◆ Exercise requirements
Using the listing below, retype exactly the lines starting at the one with "pub struct CommandSender" and ending at the one with "let message_id = self.generate_message_id();", and include both.

◆ Data extract
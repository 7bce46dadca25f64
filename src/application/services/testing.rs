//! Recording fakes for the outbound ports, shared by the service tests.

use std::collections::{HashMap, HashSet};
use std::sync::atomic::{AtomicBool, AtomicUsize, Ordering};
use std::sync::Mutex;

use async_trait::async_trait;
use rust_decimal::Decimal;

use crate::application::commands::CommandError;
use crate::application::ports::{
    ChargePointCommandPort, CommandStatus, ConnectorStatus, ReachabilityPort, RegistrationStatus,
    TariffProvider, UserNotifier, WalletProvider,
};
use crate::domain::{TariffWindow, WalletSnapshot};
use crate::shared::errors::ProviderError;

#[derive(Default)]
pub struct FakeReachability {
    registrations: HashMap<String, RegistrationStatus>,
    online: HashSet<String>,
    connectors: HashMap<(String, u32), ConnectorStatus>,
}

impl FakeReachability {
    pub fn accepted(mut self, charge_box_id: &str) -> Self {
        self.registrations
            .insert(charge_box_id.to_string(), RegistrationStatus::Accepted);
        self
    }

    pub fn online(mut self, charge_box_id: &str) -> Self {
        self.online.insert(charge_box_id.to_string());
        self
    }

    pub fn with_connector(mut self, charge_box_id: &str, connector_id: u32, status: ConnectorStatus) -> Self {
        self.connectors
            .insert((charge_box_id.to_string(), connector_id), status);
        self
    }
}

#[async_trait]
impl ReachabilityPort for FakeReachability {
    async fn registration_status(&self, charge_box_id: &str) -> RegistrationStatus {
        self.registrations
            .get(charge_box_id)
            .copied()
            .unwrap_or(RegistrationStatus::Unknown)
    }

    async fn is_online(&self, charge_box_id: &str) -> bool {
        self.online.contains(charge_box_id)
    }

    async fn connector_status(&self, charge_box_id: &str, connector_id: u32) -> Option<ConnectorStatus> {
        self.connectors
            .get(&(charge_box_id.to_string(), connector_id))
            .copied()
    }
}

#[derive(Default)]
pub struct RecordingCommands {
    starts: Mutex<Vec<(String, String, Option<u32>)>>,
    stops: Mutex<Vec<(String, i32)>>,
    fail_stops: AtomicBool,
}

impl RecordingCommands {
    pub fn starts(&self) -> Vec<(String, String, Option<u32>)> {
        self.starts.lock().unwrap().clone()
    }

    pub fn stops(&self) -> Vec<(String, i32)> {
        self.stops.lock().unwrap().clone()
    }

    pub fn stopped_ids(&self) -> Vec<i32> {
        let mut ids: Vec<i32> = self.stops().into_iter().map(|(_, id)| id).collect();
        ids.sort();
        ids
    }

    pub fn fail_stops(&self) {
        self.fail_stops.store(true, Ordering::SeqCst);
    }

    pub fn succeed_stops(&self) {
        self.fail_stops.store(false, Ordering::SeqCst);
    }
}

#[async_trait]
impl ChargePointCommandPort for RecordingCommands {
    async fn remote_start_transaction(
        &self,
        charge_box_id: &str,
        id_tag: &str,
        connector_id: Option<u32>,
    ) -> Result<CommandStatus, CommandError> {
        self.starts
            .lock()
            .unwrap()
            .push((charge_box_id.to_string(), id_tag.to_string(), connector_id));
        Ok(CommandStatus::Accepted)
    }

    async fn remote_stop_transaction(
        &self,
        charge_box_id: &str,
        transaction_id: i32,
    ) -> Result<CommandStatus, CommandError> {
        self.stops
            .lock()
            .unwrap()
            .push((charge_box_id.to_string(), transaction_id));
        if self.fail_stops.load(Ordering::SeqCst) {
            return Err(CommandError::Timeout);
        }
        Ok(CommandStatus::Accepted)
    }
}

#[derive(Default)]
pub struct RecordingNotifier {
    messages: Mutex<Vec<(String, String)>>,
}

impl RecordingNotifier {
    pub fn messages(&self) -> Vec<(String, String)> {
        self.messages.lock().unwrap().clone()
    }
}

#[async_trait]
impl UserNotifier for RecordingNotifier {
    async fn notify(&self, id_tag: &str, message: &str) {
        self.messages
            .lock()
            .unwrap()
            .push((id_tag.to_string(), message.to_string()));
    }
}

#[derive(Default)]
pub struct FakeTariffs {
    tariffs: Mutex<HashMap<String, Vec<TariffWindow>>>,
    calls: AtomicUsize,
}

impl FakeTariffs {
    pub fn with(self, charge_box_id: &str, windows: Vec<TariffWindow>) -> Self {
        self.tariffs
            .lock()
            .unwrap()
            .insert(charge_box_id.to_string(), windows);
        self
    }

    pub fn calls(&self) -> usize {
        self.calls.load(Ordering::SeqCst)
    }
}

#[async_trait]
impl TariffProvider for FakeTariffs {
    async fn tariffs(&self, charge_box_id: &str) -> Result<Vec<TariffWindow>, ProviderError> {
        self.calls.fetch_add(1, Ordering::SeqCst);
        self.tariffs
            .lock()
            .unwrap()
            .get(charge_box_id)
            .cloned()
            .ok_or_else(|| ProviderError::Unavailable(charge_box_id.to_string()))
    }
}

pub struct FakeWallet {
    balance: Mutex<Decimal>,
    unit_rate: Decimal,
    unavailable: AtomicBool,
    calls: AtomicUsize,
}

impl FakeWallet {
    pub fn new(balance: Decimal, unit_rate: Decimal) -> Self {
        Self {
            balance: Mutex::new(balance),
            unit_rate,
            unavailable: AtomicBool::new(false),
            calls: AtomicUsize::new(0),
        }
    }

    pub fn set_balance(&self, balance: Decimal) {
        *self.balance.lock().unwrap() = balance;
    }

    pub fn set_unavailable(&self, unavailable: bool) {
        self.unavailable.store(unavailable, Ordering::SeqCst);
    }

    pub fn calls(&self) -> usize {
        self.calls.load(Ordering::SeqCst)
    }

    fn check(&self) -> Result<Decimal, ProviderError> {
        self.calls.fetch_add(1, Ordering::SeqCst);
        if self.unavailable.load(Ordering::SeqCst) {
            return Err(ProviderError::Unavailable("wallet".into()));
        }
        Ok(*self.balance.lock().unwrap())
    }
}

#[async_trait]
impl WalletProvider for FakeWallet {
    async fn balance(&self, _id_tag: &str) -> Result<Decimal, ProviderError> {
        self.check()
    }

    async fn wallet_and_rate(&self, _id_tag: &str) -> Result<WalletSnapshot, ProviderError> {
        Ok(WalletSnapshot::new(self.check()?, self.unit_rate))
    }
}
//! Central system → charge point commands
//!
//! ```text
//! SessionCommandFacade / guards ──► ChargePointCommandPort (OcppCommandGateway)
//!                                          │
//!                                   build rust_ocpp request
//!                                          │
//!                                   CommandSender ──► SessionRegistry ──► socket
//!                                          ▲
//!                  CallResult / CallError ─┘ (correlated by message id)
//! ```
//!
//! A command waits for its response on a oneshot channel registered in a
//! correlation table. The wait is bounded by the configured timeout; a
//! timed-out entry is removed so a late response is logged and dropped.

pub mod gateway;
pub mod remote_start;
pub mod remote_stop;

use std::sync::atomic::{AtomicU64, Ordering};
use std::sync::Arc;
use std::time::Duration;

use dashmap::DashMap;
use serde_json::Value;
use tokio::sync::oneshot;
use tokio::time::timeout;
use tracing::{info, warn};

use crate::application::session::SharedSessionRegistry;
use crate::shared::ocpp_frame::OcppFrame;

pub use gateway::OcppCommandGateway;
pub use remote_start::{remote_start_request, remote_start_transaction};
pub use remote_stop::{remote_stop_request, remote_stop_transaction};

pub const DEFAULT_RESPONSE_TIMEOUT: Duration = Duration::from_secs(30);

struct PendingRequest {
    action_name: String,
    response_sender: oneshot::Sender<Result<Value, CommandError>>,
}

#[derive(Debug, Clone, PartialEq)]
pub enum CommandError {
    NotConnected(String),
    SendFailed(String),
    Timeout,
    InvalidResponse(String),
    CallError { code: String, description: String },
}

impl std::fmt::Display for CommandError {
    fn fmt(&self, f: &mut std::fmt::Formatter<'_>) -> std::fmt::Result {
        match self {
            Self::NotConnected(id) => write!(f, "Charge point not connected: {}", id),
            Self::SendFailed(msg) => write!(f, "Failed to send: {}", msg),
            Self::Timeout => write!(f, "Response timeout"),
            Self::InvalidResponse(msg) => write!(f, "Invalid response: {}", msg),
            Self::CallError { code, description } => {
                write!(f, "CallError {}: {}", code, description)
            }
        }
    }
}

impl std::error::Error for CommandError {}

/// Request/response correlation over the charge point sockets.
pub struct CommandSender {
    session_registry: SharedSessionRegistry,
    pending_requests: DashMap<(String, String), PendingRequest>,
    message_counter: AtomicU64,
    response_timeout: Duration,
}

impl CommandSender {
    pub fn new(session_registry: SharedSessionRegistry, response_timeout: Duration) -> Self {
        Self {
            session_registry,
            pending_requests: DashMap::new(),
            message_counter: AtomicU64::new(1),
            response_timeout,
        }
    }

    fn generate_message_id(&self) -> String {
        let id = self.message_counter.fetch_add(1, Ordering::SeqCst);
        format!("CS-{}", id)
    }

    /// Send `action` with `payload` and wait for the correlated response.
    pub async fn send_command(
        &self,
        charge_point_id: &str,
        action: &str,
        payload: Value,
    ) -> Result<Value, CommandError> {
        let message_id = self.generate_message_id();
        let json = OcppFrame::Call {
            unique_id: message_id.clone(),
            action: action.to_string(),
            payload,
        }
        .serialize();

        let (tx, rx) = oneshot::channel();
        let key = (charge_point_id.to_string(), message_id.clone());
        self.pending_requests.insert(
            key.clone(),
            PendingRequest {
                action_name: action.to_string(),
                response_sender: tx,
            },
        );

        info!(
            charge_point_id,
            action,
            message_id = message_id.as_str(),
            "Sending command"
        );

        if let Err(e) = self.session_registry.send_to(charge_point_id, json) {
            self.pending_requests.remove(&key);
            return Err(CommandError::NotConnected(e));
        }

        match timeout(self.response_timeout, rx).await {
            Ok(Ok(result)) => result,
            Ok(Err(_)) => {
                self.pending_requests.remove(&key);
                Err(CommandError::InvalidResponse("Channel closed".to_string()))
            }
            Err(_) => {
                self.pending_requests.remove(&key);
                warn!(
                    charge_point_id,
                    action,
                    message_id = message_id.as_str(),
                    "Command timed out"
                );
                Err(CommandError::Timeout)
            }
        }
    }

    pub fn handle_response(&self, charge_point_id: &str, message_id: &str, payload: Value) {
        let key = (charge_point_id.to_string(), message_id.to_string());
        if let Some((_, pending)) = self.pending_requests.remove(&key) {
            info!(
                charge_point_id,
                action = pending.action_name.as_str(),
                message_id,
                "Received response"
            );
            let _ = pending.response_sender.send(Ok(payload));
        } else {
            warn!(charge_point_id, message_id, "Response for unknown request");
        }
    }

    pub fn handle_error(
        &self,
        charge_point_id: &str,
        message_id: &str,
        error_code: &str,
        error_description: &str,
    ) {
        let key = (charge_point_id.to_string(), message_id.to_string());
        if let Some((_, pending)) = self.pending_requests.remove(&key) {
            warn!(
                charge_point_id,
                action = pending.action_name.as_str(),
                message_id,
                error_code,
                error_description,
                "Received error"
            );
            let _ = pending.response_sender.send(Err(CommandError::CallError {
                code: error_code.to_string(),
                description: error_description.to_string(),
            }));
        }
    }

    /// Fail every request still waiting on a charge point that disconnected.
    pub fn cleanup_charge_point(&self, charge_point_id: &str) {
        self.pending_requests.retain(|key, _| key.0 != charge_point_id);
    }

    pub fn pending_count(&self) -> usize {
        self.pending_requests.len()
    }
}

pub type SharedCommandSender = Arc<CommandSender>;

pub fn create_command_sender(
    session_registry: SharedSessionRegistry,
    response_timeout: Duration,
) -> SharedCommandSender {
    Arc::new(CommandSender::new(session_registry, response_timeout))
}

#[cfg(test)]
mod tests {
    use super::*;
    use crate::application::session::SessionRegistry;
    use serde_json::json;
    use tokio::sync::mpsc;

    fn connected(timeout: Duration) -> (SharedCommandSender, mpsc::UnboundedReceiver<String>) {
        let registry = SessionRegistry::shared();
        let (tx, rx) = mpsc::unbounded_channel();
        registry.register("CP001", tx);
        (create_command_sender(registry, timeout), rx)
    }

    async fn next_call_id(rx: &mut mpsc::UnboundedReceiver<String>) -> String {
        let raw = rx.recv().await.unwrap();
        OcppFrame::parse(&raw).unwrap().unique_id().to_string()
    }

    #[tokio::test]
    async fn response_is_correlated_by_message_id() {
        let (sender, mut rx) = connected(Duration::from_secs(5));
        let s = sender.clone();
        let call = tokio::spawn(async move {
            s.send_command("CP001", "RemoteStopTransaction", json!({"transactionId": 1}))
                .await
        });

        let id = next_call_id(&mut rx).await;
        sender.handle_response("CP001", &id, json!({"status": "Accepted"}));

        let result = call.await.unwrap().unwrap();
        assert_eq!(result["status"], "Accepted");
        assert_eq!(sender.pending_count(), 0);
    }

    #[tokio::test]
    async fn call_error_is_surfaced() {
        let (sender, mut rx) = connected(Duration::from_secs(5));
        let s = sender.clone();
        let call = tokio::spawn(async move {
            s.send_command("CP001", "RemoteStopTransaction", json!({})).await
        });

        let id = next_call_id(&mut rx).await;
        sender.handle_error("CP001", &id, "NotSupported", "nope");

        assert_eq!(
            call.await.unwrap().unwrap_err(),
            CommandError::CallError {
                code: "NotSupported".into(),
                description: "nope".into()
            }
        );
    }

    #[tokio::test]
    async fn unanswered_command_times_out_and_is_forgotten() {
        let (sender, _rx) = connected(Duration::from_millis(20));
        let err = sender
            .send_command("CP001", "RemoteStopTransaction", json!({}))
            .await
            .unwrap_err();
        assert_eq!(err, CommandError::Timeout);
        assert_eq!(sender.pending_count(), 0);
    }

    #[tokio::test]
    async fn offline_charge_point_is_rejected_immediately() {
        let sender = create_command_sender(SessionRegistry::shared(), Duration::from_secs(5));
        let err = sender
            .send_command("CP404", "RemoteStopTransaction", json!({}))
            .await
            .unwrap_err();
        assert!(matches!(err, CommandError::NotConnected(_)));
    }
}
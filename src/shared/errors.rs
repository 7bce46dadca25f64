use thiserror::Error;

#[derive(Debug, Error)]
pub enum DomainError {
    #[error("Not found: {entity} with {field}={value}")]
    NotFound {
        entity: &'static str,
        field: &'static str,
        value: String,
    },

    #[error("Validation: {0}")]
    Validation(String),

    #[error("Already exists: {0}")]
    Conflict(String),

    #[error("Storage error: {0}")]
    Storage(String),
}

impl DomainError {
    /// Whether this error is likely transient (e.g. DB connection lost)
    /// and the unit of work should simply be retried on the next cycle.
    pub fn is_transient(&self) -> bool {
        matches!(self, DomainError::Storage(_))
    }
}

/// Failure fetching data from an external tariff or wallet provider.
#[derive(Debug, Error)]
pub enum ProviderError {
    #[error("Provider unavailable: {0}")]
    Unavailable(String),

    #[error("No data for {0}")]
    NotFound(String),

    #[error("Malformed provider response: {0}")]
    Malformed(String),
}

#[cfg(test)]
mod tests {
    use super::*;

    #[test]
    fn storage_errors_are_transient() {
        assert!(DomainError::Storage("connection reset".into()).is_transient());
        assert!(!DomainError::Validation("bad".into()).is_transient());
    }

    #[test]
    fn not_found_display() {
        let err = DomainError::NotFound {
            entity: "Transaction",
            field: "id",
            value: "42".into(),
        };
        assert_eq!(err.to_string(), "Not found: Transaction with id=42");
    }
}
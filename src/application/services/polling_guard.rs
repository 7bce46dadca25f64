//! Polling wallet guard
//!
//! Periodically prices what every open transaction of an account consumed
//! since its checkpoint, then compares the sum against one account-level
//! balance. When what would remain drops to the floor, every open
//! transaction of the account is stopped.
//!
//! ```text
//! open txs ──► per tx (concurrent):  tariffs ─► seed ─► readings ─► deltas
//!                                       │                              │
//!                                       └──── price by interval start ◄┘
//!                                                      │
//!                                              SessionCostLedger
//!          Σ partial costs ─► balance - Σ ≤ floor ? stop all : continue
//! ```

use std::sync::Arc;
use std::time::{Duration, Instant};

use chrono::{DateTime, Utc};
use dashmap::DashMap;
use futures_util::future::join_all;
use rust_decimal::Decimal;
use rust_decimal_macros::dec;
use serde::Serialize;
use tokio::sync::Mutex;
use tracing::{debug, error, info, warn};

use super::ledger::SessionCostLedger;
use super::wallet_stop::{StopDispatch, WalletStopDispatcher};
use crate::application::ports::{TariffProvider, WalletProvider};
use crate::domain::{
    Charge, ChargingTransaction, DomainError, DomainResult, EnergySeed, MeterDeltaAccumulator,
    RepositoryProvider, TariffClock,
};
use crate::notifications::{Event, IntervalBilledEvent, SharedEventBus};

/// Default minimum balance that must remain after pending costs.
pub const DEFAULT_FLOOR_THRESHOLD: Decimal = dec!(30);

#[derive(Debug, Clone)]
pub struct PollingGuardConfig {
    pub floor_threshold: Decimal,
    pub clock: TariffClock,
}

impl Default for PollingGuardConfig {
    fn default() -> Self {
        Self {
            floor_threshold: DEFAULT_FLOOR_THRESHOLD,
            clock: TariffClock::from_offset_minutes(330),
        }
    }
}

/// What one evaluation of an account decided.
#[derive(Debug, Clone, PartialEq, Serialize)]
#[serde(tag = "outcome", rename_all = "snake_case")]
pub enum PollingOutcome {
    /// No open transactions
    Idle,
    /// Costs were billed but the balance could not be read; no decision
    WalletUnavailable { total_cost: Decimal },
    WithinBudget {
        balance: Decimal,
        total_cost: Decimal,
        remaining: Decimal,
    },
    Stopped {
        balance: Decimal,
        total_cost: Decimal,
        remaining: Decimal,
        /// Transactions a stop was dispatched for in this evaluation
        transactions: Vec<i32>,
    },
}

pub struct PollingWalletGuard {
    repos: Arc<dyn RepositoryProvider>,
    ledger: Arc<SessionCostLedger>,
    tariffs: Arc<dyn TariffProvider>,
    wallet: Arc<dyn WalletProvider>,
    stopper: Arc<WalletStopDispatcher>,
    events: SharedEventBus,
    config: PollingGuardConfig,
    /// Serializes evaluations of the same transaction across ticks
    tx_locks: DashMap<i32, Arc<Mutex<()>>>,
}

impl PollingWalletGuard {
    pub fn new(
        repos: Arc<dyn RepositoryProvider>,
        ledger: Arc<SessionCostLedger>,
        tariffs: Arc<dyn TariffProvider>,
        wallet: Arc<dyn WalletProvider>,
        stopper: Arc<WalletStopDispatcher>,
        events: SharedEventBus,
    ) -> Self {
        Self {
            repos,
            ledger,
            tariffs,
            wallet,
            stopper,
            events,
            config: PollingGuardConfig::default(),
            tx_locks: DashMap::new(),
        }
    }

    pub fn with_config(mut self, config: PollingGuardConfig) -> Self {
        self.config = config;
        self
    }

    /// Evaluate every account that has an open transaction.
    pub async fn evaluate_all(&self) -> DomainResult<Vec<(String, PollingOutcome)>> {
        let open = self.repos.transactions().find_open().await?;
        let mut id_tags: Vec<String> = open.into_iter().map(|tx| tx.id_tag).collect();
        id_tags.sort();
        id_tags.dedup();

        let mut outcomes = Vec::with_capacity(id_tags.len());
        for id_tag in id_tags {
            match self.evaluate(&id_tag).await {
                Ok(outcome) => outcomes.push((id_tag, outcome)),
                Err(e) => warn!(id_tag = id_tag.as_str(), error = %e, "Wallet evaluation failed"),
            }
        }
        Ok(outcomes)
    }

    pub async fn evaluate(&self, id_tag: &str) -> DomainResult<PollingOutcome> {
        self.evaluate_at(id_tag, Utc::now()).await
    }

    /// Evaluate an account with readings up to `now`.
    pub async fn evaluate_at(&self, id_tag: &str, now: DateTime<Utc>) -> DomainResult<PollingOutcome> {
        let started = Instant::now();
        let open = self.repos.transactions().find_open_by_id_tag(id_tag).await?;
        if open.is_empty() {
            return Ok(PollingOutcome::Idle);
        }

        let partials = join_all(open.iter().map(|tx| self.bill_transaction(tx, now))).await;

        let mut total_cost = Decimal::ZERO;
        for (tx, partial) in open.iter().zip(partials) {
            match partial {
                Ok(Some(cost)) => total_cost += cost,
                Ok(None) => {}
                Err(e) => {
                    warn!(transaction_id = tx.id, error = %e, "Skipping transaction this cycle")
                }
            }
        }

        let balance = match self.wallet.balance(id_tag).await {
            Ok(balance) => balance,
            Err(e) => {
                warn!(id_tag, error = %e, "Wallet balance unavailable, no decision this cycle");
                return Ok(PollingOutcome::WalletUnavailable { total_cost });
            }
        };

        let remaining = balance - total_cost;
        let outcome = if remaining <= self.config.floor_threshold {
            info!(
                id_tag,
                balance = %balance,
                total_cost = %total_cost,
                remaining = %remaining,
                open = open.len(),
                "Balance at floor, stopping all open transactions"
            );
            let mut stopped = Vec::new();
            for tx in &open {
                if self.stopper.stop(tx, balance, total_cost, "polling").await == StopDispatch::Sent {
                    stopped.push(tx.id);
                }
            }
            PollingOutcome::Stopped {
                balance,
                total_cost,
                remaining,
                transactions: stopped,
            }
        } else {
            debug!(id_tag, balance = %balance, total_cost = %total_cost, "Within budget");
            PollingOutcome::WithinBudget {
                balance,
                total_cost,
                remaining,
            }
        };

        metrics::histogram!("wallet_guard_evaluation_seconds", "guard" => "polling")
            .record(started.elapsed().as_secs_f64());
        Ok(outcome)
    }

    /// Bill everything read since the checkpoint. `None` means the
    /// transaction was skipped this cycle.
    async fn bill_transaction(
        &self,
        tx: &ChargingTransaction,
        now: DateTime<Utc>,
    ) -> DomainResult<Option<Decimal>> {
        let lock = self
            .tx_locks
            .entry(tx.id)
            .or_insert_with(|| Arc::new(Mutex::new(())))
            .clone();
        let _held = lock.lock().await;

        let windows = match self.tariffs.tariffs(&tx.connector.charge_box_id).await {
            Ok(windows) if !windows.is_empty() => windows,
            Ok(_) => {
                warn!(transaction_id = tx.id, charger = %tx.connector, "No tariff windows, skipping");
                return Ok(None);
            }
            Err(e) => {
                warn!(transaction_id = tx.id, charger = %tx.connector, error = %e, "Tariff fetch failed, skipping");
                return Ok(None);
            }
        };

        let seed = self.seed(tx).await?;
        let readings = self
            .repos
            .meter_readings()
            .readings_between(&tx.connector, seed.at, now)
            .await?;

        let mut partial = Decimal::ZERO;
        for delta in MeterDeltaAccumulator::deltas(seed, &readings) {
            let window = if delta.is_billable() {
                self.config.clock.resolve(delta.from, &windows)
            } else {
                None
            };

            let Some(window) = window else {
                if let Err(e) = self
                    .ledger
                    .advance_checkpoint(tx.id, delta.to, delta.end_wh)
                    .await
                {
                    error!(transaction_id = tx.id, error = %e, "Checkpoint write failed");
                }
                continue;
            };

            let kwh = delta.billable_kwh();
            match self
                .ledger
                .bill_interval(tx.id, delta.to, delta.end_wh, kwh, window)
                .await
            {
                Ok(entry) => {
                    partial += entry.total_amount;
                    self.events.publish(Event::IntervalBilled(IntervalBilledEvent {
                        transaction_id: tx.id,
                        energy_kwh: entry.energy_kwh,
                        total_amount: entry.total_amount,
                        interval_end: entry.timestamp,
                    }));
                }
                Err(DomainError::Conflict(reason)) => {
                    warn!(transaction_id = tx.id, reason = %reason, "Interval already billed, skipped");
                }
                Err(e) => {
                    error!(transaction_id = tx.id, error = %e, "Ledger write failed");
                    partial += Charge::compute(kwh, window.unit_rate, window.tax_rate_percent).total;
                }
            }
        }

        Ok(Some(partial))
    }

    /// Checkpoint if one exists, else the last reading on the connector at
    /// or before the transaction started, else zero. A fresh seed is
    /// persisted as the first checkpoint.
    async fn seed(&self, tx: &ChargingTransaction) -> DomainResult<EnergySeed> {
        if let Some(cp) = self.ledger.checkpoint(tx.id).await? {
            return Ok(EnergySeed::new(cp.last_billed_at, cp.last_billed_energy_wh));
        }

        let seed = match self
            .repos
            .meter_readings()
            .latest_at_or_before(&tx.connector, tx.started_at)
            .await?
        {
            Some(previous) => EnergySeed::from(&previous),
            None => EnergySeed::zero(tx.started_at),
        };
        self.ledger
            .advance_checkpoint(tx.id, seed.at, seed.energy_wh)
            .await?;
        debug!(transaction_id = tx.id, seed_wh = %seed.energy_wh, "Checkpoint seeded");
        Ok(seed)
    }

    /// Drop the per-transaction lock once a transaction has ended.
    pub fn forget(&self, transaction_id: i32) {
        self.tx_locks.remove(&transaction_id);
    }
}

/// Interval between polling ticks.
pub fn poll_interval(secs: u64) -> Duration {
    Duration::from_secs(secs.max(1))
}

◆ Task answer
pub struct CommandSender {
    session_registry: SharedSessionRegistry,
    pending_requests: DashMap<(String, String), PendingRequest>,
    message_counter: AtomicU64,
    response_timeout: Duration,
}

impl CommandSender {
    pub fn new(session_registry: SharedSessionRegistry, response_timeout: Duration) -> Self {
        Self {
            session_registry,
            pending_requests: DashMap::new(),
            message_counter: AtomicU64::new(1),
            response_timeout,
        }
    }

    fn generate_message_id(&self) -> String {
        let id = self.message_counter.fetch_add(1, Ordering::SeqCst);
        format!("CS-{}", id)
    }

    /// Send `action` with `payload` and wait for the correlated response.
    pub async fn send_command(
        &self,
        charge_point_id: &str,
        action: &str,
        payload: Value,
    ) -> Result<Value, CommandError> {
        let message_id = self.generate_message_id();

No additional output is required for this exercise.